Flow chart of participant selection for the present study

Table 1 Descriptive information and cognitive test performance of individuals passing and failing performance validity assessment (WMT)

Materials

BDI-II

Depressive symptoms were assessed with the Beck Depression Inventory–II (BDI-II; Beck et al., 1996; Hautzinger et al., 2006). The BDI-II contains 21 items, each rated on a 4-point scale (0–3), describing the experiences of depressive symptoms within the last 2 weeks. The BDI-II score is obtained by summing up individual item scores and, thus, ranges from 0 to 63. Any BDI-II score equal or higher than 19 indicates clinically relevant depressive symptoms in psychiatric patients (von Glischinski et al., 2019).

Word Memory Test

The Word Memory Test (WMT; Brockhaus & Merten, 2004; Green, 2003) is a computerized verbal memory test with built-in validity measures that intend to capture cognitive underperformance. The WMT involves memorizing a list of 20 semantically related simple word pairs, which is presented twice in the learning phase. Subsequently, three validity subtests and then three subtests for memory ability are administered. The present study considers the three validity subtests, i.e., immediate recognition, delayed recognition, and consistency, to classify the credibility of cognitive test performance. Per manual (Green, 2003), noncredible cognitive performance (WMT-fail) is concluded if the examinee scores equal to or below 82.5% on at least one of these three WMT subtests. Credible cognitive performance is concluded if the examinee scores above 82.5% on all three validity subtests (WMT-pass). The WMT was applied in numerous studies on diverse populations and was praised for its high sensitivity, with somewhat lower specificity rates (for an overview see Schroeder & Martin, 2021). A profile analysis (i.e., easy–hard difference) and the clinical presentation of individuals, as well as participation in real-world activities, were taken into consideration for the identification of major neurocognitive memory impairment, which was excluded from the main analysis.

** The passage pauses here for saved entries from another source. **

use once_cell::sync::Lazy;
use regex::Regex;

static NUMBERED_POINT: Lazy<Regex> = Lazy::new(|| {
    Regex::new(r"\d+\.\s").expect("numbered point pattern is valid")
});

/// Breaks the tutor's reply on its "1. ", "2. " markers. The text is not
/// otherwise interpreted.
pub fn split_points(text: &str) -> Vec<String> {
    NUMBERED_POINT
        .split(text)
        .map(str::trim)
        .filter(|point| !point.is_empty())
        .map(str::to_string)
        .collect()
}

#[cfg(test)]
mod tests {
    use super::*;

    #[test]
    fn splits_numbered_list() {
        let text = "Great work this week!\n1. Finish Math Adventures.\n2. Try the robot quiz.\n3. Review fractions";
        assert_eq!(
            split_points(text),
            vec![
                "Great work this week!",
                "Finish Math Adventures.",
                "Try the robot quiz.",
                "Review fractions",
            ]
        );
    }

    #[test]
    fn drops_empty_fragments() {
        assert_eq!(split_points("1. Read 2.  3. Draw"), vec!["Read", "Draw"]);
        assert!(split_points("").is_empty());
        assert!(split_points("   \n").is_empty());
    }

    #[test]
    fn plain_text_is_one_point() {
        assert_eq!(split_points("Keep practising every day"), vec!["Keep practising every day"]);
    }
}
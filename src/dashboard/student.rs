use chrono::Local;
use yew::prelude::*;
use wasm_bindgen_futures::spawn_local;
use log::{error, info};

use crate::api;
use crate::components::notification::{Toast, ToastMessage};
use crate::config::RECENT_ACTIVITY_LIMIT;
use crate::dashboard::recommendations::PersonalizedRecommendations;
use crate::models::{Course, ProgressRecord, User};
use crate::progress::ProgressSummary;

#[derive(Properties, PartialEq)]
pub struct StudentDashboardProps {
    pub user: User,
}

fn difficulty_stars(level: u8) -> Html {
    html! {
        <span class="difficulty">
            { for (1..=5u8).map(|star| html! {
                <span class={classes!("star", (star <= level).then_some("filled"))}>{"★"}</span>
            }) }
        </span>
    }
}

#[function_component]
pub fn StudentDashboard(props: &StudentDashboardProps) -> Html {
    let courses = use_state(Vec::<Course>::new);
    let progress = use_state(Vec::<ProgressRecord>::new);
    let loading = use_state(|| true);
    let toast = use_state(|| None::<ToastMessage>);

    {
        let courses = courses.clone();
        let progress = progress.clone();
        let loading = loading.clone();
        let toast = toast.clone();
        let user = props.user.clone();
        use_effect_with_deps(
            move |_| {
                spawn_local(async move {
                    let age_group = user.age_group.clone().unwrap_or_default();
                    let mut failed = false;

                    match api::fetch_courses(&age_group).await {
                        Ok(data) => {
                            info!("Loaded {} courses for age group {}", data.len(), age_group);
                            courses.set(data);
                        }
                        Err(e) => {
                            error!("Error fetching courses: {}", e);
                            failed = true;
                        }
                    }

                    match api::fetch_progress(&user.id).await {
                        Ok(data) => progress.set(data),
                        Err(e) => {
                            error!("Error fetching progress: {}", e);
                            failed = true;
                        }
                    }

                    if failed {
                        toast.set(Some(ToastMessage::error(
                            "Couldn't load everything",
                            "Some of your dashboard could not be loaded. Please try again later.",
                        )));
                    }
                    loading.set(false);
                });
                || ()
            },
            (),
        );
    }

    let dismiss_toast = {
        let toast = toast.clone();
        Callback::from(move |_| toast.set(None))
    };

    // The recommendations card reports into the same slot; the newest toast wins.
    let show_toast = {
        let toast = toast.clone();
        Callback::from(move |message: ToastMessage| toast.set(Some(message)))
    };

    if *loading {
        return html! {
            <div class="dashboard-loading"><span class="loading-spinner"></span></div>
        };
    }

    let summary = ProgressSummary::new(&progress);
    let user = &props.user;

    html! {
        <div class="dashboard-container">
            <div class="dashboard-header">
                <h1>{format!("Welcome back, {}! 🎉", user.display_first_name())}</h1>
                <p>{"Ready to continue your coding journey? Let's learn something amazing today!"}</p>
            </div>

            <div class="summary-cards">
                <div class="summary-card">
                    <div class="summary-title">{"Courses Enrolled"}</div>
                    <div class="summary-value">{summary.enrolled_count()}</div>
                    <div class="summary-note">{"Keep exploring new topics!"}</div>
                </div>
                <div class="summary-card">
                    <div class="summary-title">{"Certificates Earned"}</div>
                    <div class="summary-value">{summary.certificate_count()}</div>
                    <div class="summary-note">{"Great achievements!"}</div>
                </div>
                <div class="summary-card">
                    <div class="summary-title">{"Average Progress"}</div>
                    <div class="summary-value">{format!("{}%", summary.average_progress())}</div>
                    <div class="summary-note">{"You're doing amazing!"}</div>
                </div>
            </div>

            if let Some(age_group) = user.age_group.as_ref() {
                <span class="badge age-badge">{format!("Age Group: {} years", age_group)}</span>
            }

            <h2>{"Available Courses for You"}</h2>
            if courses.is_empty() {
                <div class="empty-state">
                    {"No courses available for your age group yet. Check back soon for new content!"}
                </div>
            } else {
                <div class="course-grid">
                    { for courses.iter().map(|course| {
                        let course_progress = summary.progress_for_course(&course.id);
                        let enrolled = summary.is_enrolled(&course.id);
                        html! {
                            <div class="course-card" key={course.id.clone()}>
                                <div class="course-card-header">
                                    <h3>{&course.title}</h3>
                                    <span class={classes!("badge", enrolled.then_some("badge-enrolled"))}>
                                        { if enrolled { "Enrolled" } else { "Available" } }
                                    </span>
                                </div>
                                <p>{&course.description}</p>
                                <div class="course-difficulty">
                                    {"Difficulty: "}{difficulty_stars(course.difficulty_level)}
                                </div>
                                if enrolled {
                                    <div class="course-progress">
                                        <div class="course-progress-label">
                                            <span>{"Progress"}</span>
                                            <span>{format!("{}%", course_progress)}</span>
                                        </div>
                                        <div class="progress-bar">
                                            <div class="progress-fill" style={format!("width: {}%;", course_progress)}></div>
                                        </div>
                                    </div>
                                }
                                <button class={classes!("course-action", enrolled.then_some("primary"))}>
                                    { if enrolled { "▶ Continue Learning" } else { "▶ Start Course" } }
                                </button>
                            </div>
                        }
                    }) }
                </div>
            }

            if summary.enrolled_count() > 0 {
                <h2>{"Your Recent Activity"}</h2>
                <div class="activity-list">
                    { for summary.recent_activity(&courses, RECENT_ACTIVITY_LIMIT).into_iter().map(|entry| {
                        let last_accessed = entry.record.last_accessed
                            .map(|t| t.with_timezone(&Local).format("%b %-d, %Y").to_string())
                            .unwrap_or_else(|| "never".to_string());
                        html! {
                            <div class="activity-item">
                                <div>
                                    <h3>{entry.title()}</h3>
                                    <div class="activity-meta">{format!("🕒 Last accessed: {}", last_accessed)}</div>
                                </div>
                                <div class="activity-progress">
                                    <div class="summary-value">{format!("{}%", entry.record.progress_percentage)}</div>
                                    <div class="summary-note">{"Complete"}</div>
                                </div>
                            </div>
                        }
                    }) }
                </div>
            }

            <PersonalizedRecommendations user={user.clone()} on_toast={show_toast} />
            <Toast message={(*toast).clone()} on_dismiss={dismiss_toast} />
        </div>
    }
}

Cognitrone (COG, Test Form S8)

The Cognitrone (abbreviation COG, test form S8, Schuhfried, 2021) is a computerized test for attention and concentration. The test requires the perception and processing of visual information and responding in a timely and correct manner. This test includes the defining characteristics of concentration tasks as it is composed of clearly visual stimuli, straightforward and easy-to-remember rules, and the differentiation between the speed and accuracy of responses as test outcome variables (Westhoff & Hagemeister, 2005). A series of items (geometric figures) are presented in consecutive order in the COG test administration. In each item, a target figure and four reference figures are presented on the screen, and the respondent is required to indicate as quickly as possible by pressing the correct of the two response buttons whether or not the target figure matches one of the reference figures. The next stimulus follows as soon as the answer is entered. Omitting items and going back to a preceding item is not possible. Working time on the COG is exactly seven minutes, in which as many items as possible should be evaluated. The COG’s total administration time including the instruction phase is about 9 min. Test scores are the Sum of Responses, which is a quantitative indication of the number of all correct and incorrect responses given in the 7 min (speed indication) and the Incorrect Responses (% incorrect responses), which indicates the accuracy of the examinee’s responses. The COG is normed based on a representative norm sample of 287 individuals aged 16 to 84 (Schuhfried, 2021).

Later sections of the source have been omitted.